▶ The problem
Would you repeat all of the records underneath, exactly as written?

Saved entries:
********************

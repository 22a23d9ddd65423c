//! Worker-backed state service
//!
//! Invokes the worker's MCP tools on behalf of local callers (the HTTP
//! surface) and reports the outcome to the broadcast hub. Requests carry
//! bridge ids and are answered through [`PendingRequests`], so they never
//! reach the relay.

use crate::pending::PendingRequests;
use async_trait::async_trait;
use mcp_relay_broadcast::SnapshotCell;
use mcp_relay_core::event::HINTS_PROVIDED;
use mcp_relay_core::jsonrpc::Response;
use mcp_relay_core::{
    BridgeSettings, BroadcastEvent, EventSink, Request, RequestIds, ServiceError,
    SnapshotSource, StateService, WorkerSpec, error_codes,
};
use mcp_relay_worker::WorkerChannel;
use serde_json::{Value, json};
use std::collections::BTreeMap;
use std::sync::Arc;
use std::time::Duration;
use tracing::{debug, info, warn};

/// Tool call behaviour
#[derive(Debug, Clone)]
pub struct ToolSettings {
    pub call_timeout: Duration,
    /// Tool that returns the full state; used to refresh the snapshot
    pub state_tool: Option<String>,
    /// Tools whose success is broadcast, mapped to the event type
    pub event_types: BTreeMap<String, String>,
    /// Advertised tools; empty means any name is passed through
    pub tools: Vec<String>,
}

impl ToolSettings {
    pub fn from_config(bridge: &BridgeSettings, worker: &WorkerSpec) -> Self {
        Self {
            call_timeout: bridge.call_timeout(),
            state_tool: bridge.state_tool.clone(),
            event_types: bridge.event_types.clone(),
            tools: worker.tools.clone(),
        }
    }
}

/// [`StateService`] implemented by calling tools on the worker
pub struct WorkerToolService {
    worker: Arc<WorkerChannel>,
    pending: Arc<PendingRequests>,
    ids: Arc<RequestIds>,
    snapshot: Arc<SnapshotCell>,
    events: Arc<dyn EventSink>,
    settings: ToolSettings,
}

impl WorkerToolService {
    pub fn new(
        worker: Arc<WorkerChannel>,
        pending: Arc<PendingRequests>,
        ids: Arc<RequestIds>,
        snapshot: Arc<SnapshotCell>,
        events: Arc<dyn EventSink>,
        settings: ToolSettings,
    ) -> Self {
        Self {
            worker,
            pending,
            ids,
            snapshot,
            events,
            settings,
        }
    }

    /// Send a JSON-RPC request to the worker and wait for its result
    pub async fn request(&self, method: &str, params: Value) -> Result<Value, ServiceError> {
        if !self.worker.is_running() {
            return Err(ServiceError::Unavailable("worker process not running".into()));
        }

        let id = RequestIds::wire_id(self.ids.allocate());
        let (_guard, waiter) = self.pending.register_guarded(id.clone());
        let request = Request::new(id.clone(), method, params);
        debug!(%id, method, "Sending bridge request to worker");

        if let Err(e) = self.worker.send_message(&request).await {
            return Err(ServiceError::Unavailable(e.to_string()));
        }

        let raw = match tokio::time::timeout(self.settings.call_timeout, waiter).await {
            Ok(Ok(raw)) => raw,
            Ok(Err(_)) => {
                return Err(ServiceError::Unavailable(
                    "bridge stopped before the worker answered".into(),
                ));
            }
            Err(_) => {
                warn!(%id, method, "Worker request timed out");
                return Err(ServiceError::Timeout);
            }
        };

        let response: Response = serde_json::from_str(raw.get())
            .map_err(|e| ServiceError::InvalidResponse(e.to_string()))?;
        if let Some(error) = response.error {
            return Err(ServiceError::Rejected {
                code: error.code,
                message: error.message,
            });
        }
        Ok(response.result.unwrap_or(Value::Null))
    }

    /// Call a tool and unwrap its first text content block
    pub async fn call_tool(&self, name: &str, arguments: Value) -> Result<Value, ServiceError> {
        let result = self
            .request(
                "tools/call",
                json!({
                    "name": name,
                    "arguments": arguments
                }),
            )
            .await?;
        unwrap_tool_result(result)
    }

    /// Re-read the state through the state tool; falls back to the cached copy
    pub async fn refresh_snapshot(&self) -> Value {
        let Some(tool) = self.settings.state_tool.as_deref() else {
            return self.snapshot.get();
        };
        match self.call_tool(tool, json!({})).await {
            Ok(state) => {
                self.snapshot.replace(state.clone());
                state
            }
            Err(e) => {
                warn!(tool, "Failed to refresh state snapshot: {}", e);
                self.snapshot.get()
            }
        }
    }

    fn event_type(&self, name: &str) -> Option<&str> {
        self.settings.event_types.get(name).map(String::as_str)
    }

    fn is_known(&self, name: &str) -> bool {
        self.settings.tools.is_empty() || self.settings.tools.iter().any(|t| t == name)
    }
}

impl SnapshotSource for WorkerToolService {
    fn snapshot(&self) -> Value {
        self.snapshot.get()
    }
}

#[async_trait]
impl StateService for WorkerToolService {
    async fn call(&self, operation: &str, arguments: Value) -> Result<Value, ServiceError> {
        if !self.is_known(operation) {
            return Err(ServiceError::Rejected {
                code: error_codes::METHOD_NOT_FOUND.into(),
                message: format!("Unknown tool: {}", operation),
            });
        }

        match self.call_tool(operation, arguments).await {
            Ok(result) => {
                if self.settings.state_tool.as_deref() == Some(operation) {
                    self.snapshot.replace(result.clone());
                }
                match self.event_type(operation) {
                    Some(HINTS_PROVIDED) => {
                        self.events.publish(BroadcastEvent::hints_provided(&result));
                    }
                    Some(event_type) => {
                        let state = self.refresh_snapshot().await;
                        info!(operation, event_type, "State changed");
                        self.events.publish(BroadcastEvent::state_changed(
                            event_type,
                            result.clone(),
                            state,
                        ));
                    }
                    None => {}
                }
                Ok(result)
            }
            Err(e) => {
                warn!(operation, "Tool call failed: {}", e);
                self.events
                    .publish(BroadcastEvent::error(operation, &e.to_string()));
                Err(e)
            }
        }
    }

    fn operations(&self) -> Vec<String> {
        self.settings.tools.clone()
    }
}

/// Extract the payload of an MCP tool result
///
/// The first `text` content block is parsed as JSON when possible and
/// returned as a string otherwise. `isError` results become rejections.
pub fn unwrap_tool_result(result: Value) -> Result<Value, ServiceError> {
    let is_error = result
        .get("isError")
        .and_then(Value::as_bool)
        .unwrap_or(false);
    let text = result
        .get("content")
        .and_then(|c| c.as_array())
        .and_then(|a| a.first())
        .and_then(|c| c.get("text"))
        .and_then(|t| t.as_str());

    match (text, is_error) {
        (Some(text), false) => {
            Ok(serde_json::from_str(text).unwrap_or_else(|_| Value::String(text.to_string())))
        }
        (Some(text), true) => Err(ServiceError::Rejected {
            code: error_codes::INVALID_PARAMS.into(),
            message: text.to_string(),
        }),
        (None, true) => Err(ServiceError::Rejected {
            code: error_codes::INVALID_PARAMS.into(),
            message: "tool reported an error".into(),
        }),
        (None, false) => Err(ServiceError::InvalidResponse(
            "tool result has no text content".into(),
        )),
    }
}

********************

▶ Expected answer
repository 22a23d9ddd65423c
//! Worker-backed state service
//!
//! Invokes the worker's MCP tools on behalf of local callers (the HTTP
//! surface) and reports the outcome to the broadcast hub. Requests carry
//! bridge ids and are answered through [`PendingRequests`], so they never
//! reach the relay.

use crate::pending::PendingRequests;
use async_trait::async_trait;
use mcp_relay_broadcast::SnapshotCell;
use mcp_relay_core::event::HINTS_PROVIDED;
use mcp_relay_core::jsonrpc::Response;
use mcp_relay_core::{
    BridgeSettings, BroadcastEvent, EventSink, Request, RequestIds, ServiceError,
    SnapshotSource, StateService, WorkerSpec, error_codes,
};
use mcp_relay_worker::WorkerChannel;
use serde_json::{Value, json};
use std::collections::BTreeMap;
use std::sync::Arc;
use std::time::Duration;
use tracing::{debug, info, warn};

/// Tool call behaviour
#[derive(Debug, Clone)]
pub struct ToolSettings {
    pub call_timeout: Duration,
    /// Tool that returns the full state; used to refresh the snapshot
    pub state_tool: Option<String>,
    /// Tools whose success is broadcast, mapped to the event type
    pub event_types: BTreeMap<String, String>,
    /// Advertised tools; empty means any name is passed through
    pub tools: Vec<String>,
}

impl ToolSettings {
    pub fn from_config(bridge: &BridgeSettings, worker: &WorkerSpec) -> Self {
        Self {
            call_timeout: bridge.call_timeout(),
            state_tool: bridge.state_tool.clone(),
            event_types: bridge.event_types.clone(),
            tools: worker.tools.clone(),
        }
    }
}

/// [`StateService`] implemented by calling tools on the worker
pub struct WorkerToolService {
    worker: Arc<WorkerChannel>,
    pending: Arc<PendingRequests>,
    ids: Arc<RequestIds>,
    snapshot: Arc<SnapshotCell>,
    events: Arc<dyn EventSink>,
    settings: ToolSettings,
}

impl WorkerToolService {
    pub fn new(
        worker: Arc<WorkerChannel>,
        pending: Arc<PendingRequests>,
        ids: Arc<RequestIds>,
        snapshot: Arc<SnapshotCell>,
        events: Arc<dyn EventSink>,
        settings: ToolSettings,
    ) -> Self {
        Self {
            worker,
            pending,
            ids,
            snapshot,
            events,
            settings,
        }
    }

    /// Send a JSON-RPC request to the worker and wait for its result
    pub async fn request(&self, method: &str, params: Value) -> Result<Value, ServiceError> {
        if !self.worker.is_running() {
            return Err(ServiceError::Unavailable("worker process not running".into()));
        }

        let id = RequestIds::wire_id(self.ids.allocate());
        let (_guard, waiter) = self.pending.register_guarded(id.clone());
        let request = Request::new(id.clone(), method, params);
        debug!(%id, method, "Sending bridge request to worker");

        if let Err(e) = self.worker.send_message(&request).await {
            return Err(ServiceError::Unavailable(e.to_string()));
        }

        let raw = match tokio::time::timeout(self.settings.call_timeout, waiter).await {
            Ok(Ok(raw)) => raw,
            Ok(Err(_)) => {
                return Err(ServiceError::Unavailable(
                    "bridge stopped before the worker answered".into(),
                ));
            }
            Err(_) => {
                warn!(%id, method, "Worker request timed out");
                return Err(ServiceError::Timeout);
            }
        };

        let response: Response = serde_json::from_str(raw.get())
            .map_err(|e| ServiceError::InvalidResponse(e.to_string()))?;
        if let Some(error) = response.error {
            return Err(ServiceError::Rejected {
                code: error.code,
                message: error.message,
            });
        }
        Ok(response.result.unwrap_or(Value::Null))
    }

    /// Call a tool and unwrap its first text content block
    pub async fn call_tool(&self, name: &str, arguments: Value) -> Result<Value, ServiceError> {
        let result = self
            .request(
                "tools/call",
                json!({
                    "name": name,
                    "arguments": arguments
                }),
            )
            .await?;
        unwrap_tool_result(result)
    }

    /// Re-read the state through the state tool; falls back to the cached copy
    pub async fn refresh_snapshot(&self) -> Value {
        let Some(tool) = self.settings.state_tool.as_deref() else {
            return self.snapshot.get();
        };
        match self.call_tool(tool, json!({})).await {
            Ok(state) => {
                self.snapshot.replace(state.clone());
                state
            }
            Err(e) => {
                warn!(tool, "Failed to refresh state snapshot: {}", e);
                self.snapshot.get()
            }
        }
    }

    fn event_type(&self, name: &str) -> Option<&str> {
        self.settings.event_types.get(name).map(String::as_str)
    }

    fn is_known(&self, name: &str) -> bool {
        self.settings.tools.is_empty() || self.settings.tools.iter().any(|t| t == name)
    }
}

impl SnapshotSource for WorkerToolService {
    fn snapshot(&self) -> Value {
        self.snapshot.get()
    }
}

#[async_trait]
impl StateService for WorkerToolService {
    async fn call(&self, operation: &str, arguments: Value) -> Result<Value, ServiceError> {
        if !self.is_known(operation) {
            return Err(ServiceError::Rejected {
                code: error_codes::METHOD_NOT_FOUND.into(),
                message: format!("Unknown tool: {}", operation),
            });
        }

        match self.call_tool(operation, arguments).await {
            Ok(result) => {
                if self.settings.state_tool.as_deref() == Some(operation) {
                    self.snapshot.replace(result.clone());
                }
                match self.event_type(operation) {
                    Some(HINTS_PROVIDED) => {
                        self.events.publish(BroadcastEvent::hints_provided(&result));
                    }
                    Some(event_type) => {
                        let state = self.refresh_snapshot().await;
                        info!(operation, event_type, "State changed");
                        self.events.publish(BroadcastEvent::state_changed(
                            event_type,
                            result.clone(),
                            state,
                        ));
                    }
                    None => {}
                }
                Ok(result)
            }
            Err(e) => {
                warn!(operation, "Tool call failed: {}", e);
                self.events
                    .publish(BroadcastEvent::error(operation, &e.to_string()));
                Err(e)
            }
        }
    }

    fn operations(&self) -> Vec<String> {
        self.settings.tools.clone()
    }
}

/// Extract the payload of an MCP tool result
///
/// The first `text` content block is parsed as JSON when possible and
/// returned as a string otherwise. `isError` results become rejections.
pub fn unwrap_tool_result(result: Value) -> Result<Value, ServiceError> {
    let is_error = result
        .get("isError")
        .and_then(Value::as_bool)
        .unwrap_or(false);
    let text = result
        .get("content")
        .and_then(|c| c.as_array())
        .and_then(|a| a.first())
        .and_then(|c| c.get("text"))
        .and_then(|t| t.as_str());

    match (text, is_error) {
        (Some(text), false) => {
            Ok(serde_json::from_str(text).unwrap_or_else(|_| Value::String(text.to_string())))
        }
        (Some(text), true) => Err(ServiceError::Rejected {
            code: error_codes::INVALID_PARAMS.into(),
            message: text.to_string(),
        }),
        (None, true) => Err(ServiceError::Rejected {
            code: error_codes::INVALID_PARAMS.into(),
            message: "tool reported an error".into(),
        }),
        (None, false) => Err(ServiceError::InvalidResponse(
            "tool result has no text content".into(),
        )),
    }
}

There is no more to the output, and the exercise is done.